British Paralympic swimmer

Janice Burton MBE (born 11 April 1958) is a retired British Paralympic swimmer. Burton competed in B1 events having completely lost sight in both of her eyes. She won a total of 23 Paralympic medals during a career that spanned four Games. As of 2021, Burton remains the second most decorated British Paralympian after cyclist and former swimmer Dame Sarah Storey, and the most decorated British Paralympian in a single sport.

In a career that spanned both the pre- and post- IPC era, Burton competed in both individual and relay races. In the individual events she won five gold medals with three coming in the 1992 Games in Barcelona. As well as achieving Paralympic success she also triumphed in European and World competitions, being crowned champion a total of 15 times.

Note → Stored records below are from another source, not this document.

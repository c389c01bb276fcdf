//! The poll loop: fetch every feed, forward what is new, advance watermarks.
//!
//! Delivery is at-least-once. A watermark only moves after at least one item
//! was delivered, so a feed whose deliveries all failed is retried with the
//! same watermark next cycle.

use std::sync::Arc;
use std::time::Duration;

use chrono::Utc;
use tokio_util::sync::CancellationToken;

use crate::app::{AppContext, Result};
use crate::detector::detect;
use crate::domain::Feed;
use crate::fetcher::ParallelFetcher;
use crate::normalizer::Normalizer;
use crate::notifier::Notifier;
use crate::store::FeedStore;

/// Counters for one pass over the registry.
#[derive(Debug, Clone, Default, PartialEq, Eq)]
pub struct CycleReport {
    pub feeds: usize,
    pub failed_feeds: usize,
    pub delivered: usize,
    pub failed_deliveries: usize,
    pub watermarks_advanced: usize,
    pub persisted: bool,
}

#[derive(Debug, Default)]
struct FeedOutcome {
    delivered: usize,
    failed_deliveries: usize,
    advanced: bool,
}

pub struct Poller {
    store: Arc<FeedStore>,
    fetcher: ParallelFetcher,
    normalizer: Normalizer,
    notifier: Arc<dyn Notifier + Send + Sync>,
    delay: Duration,
}

impl Poller {
    pub fn new(ctx: &AppContext, delay: Duration) -> Self {
        Self::with_parts(
            ctx.store.clone(),
            ctx.parallel_fetcher.clone(),
            ctx.normalizer.clone(),
            ctx.notifier.clone(),
            delay,
        )
    }

    pub fn with_parts(
        store: Arc<FeedStore>,
        fetcher: ParallelFetcher,
        normalizer: Normalizer,
        notifier: Arc<dyn Notifier + Send + Sync>,
        delay: Duration,
    ) -> Self {
        Self {
            store,
            fetcher,
            normalizer,
            notifier,
            delay,
        }
    }

    /// Run cycles until `cancel` fires.
    pub async fn run(&self, cancel: CancellationToken) {
        tracing::info!(delay_secs = self.delay.as_secs(), "Poller started");

        loop {
            self.run_cycle(&cancel).await;

            if cancel.is_cancelled() {
                break;
            }

            tokio::select! {
                _ = cancel.cancelled() => break,
                _ = tokio::time::sleep(self.delay) => {}
            }
        }

        tracing::info!("Poller stopped");
    }

    /// One pass over every feed in the registry.
    ///
    /// Per-feed failures are logged and counted, never propagated. If `cancel`
    /// fires mid-cycle the feed in progress completes and the rest are left
    /// for the next run.
    pub async fn run_cycle(&self, cancel: &CancellationToken) -> CycleReport {
        let start = Utc::now();
        let mut report = CycleReport::default();

        let feeds = match self.store.list() {
            Ok(feeds) => feeds,
            Err(e) => {
                tracing::error!(error = %e, "Failed to read feed registry");
                return report;
            }
        };

        if feeds.is_empty() {
            tracing::debug!("No feeds to poll");
            return report;
        }

        report.feeds = feeds.len();
        let results = tokio::select! {
            _ = cancel.cancelled() => {
                tracing::info!("Cycle interrupted by shutdown while fetching");
                return report;
            }
            results = self.fetcher.fetch_all(feeds) => results,
        };

        for (feed, body) in results {
            if cancel.is_cancelled() {
                tracing::info!("Cycle interrupted by shutdown");
                break;
            }

            match self.process_feed(&feed, body).await {
                Ok(outcome) => {
                    report.delivered += outcome.delivered;
                    report.failed_deliveries += outcome.failed_deliveries;
                    if outcome.advanced {
                        report.watermarks_advanced += 1;
                    }
                }
                Err(e) => {
                    report.failed_feeds += 1;
                    tracing::warn!(
                        feed = %feed.identifier,
                        address = %feed.address,
                        error = %e,
                        retry = e.is_transient(),
                        "Failed to poll feed"
                    );
                }
            }
        }

        if report.watermarks_advanced > 0 {
            let store = self.store.clone();
            match tokio::task::spawn_blocking(move || store.flush()).await {
                Ok(Ok(())) => report.persisted = true,
                Ok(Err(e)) => tracing::error!(error = %e, "Failed to persist feed registry"),
                Err(e) => tracing::error!(error = %e, "Persist task failed"),
            }
        }

        let elapsed = Utc::now().signed_duration_since(start);
        tracing::info!(
            feeds = report.feeds,
            delivered = report.delivered,
            errors = report.failed_feeds,
            "Poll cycle complete ({:.1}s)",
            elapsed.num_milliseconds() as f64 / 1000.0
        );

        report
    }

    async fn process_feed(&self, feed: &Feed, body: Result<Vec<u8>>) -> Result<FeedOutcome> {
        let items = self.normalizer.normalize(&feed.address, &body?)?;

        // The registry may have changed while we were fetching
        let Some(current) = self.store.get(&feed.identifier)? else {
            tracing::debug!(feed = %feed.identifier, "Feed removed during fetch, skipping");
            return Ok(FeedOutcome::default());
        };

        let detection = detect(current.watermark, &items);
        if detection.is_empty() {
            tracing::debug!(feed = %feed.identifier, "No new items");
            return Ok(FeedOutcome::default());
        }

        let mut outcome = FeedOutcome::default();
        for item in &detection.new_items {
            match self.notifier.deliver(item).await {
                Ok(()) => outcome.delivered += 1,
                Err(e) => {
                    outcome.failed_deliveries += 1;
                    tracing::warn!(
                        feed = %feed.identifier,
                        item = item.display_title(),
                        link = %item.link,
                        error = %e,
                        "Failed to deliver item"
                    );
                }
            }
        }

        if outcome.delivered > 0 {
            outcome.advanced = self
                .store
                .advance_watermark(&feed.identifier, detection.watermark)?;
            tracing::info!(
                feed = %feed.identifier,
                delivered = outcome.delivered,
                watermark = %detection.watermark,
                "Forwarded new items"
            );
        }

        Ok(outcome)
    }
}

Burton was appointed a Member of the Order of the British Empire (MBE) in the 1999 New Year Honours list "for services to Sport, especially Swimming, for Visually Impaired People." Since retiring from competitive swimming Janice undertakes public speaking for Guide Dogs and about her Paralympic career. She has also taken part in the display events at the Horse of the Year Show. Burton's sporting retirement coincided with a dedication to further physical challenges despite her disability; at 40 years of age Burton learned to water ski, at 50 she learned to snow ski, and at 60 took up zip wiring.

==Notes==
 The British Paralympic Association states that Burton has won 23 medals but the Official Paralympic results service only lists 20 results. This is due to Burton's participation in relay races where the competitors' names were not listed in the database.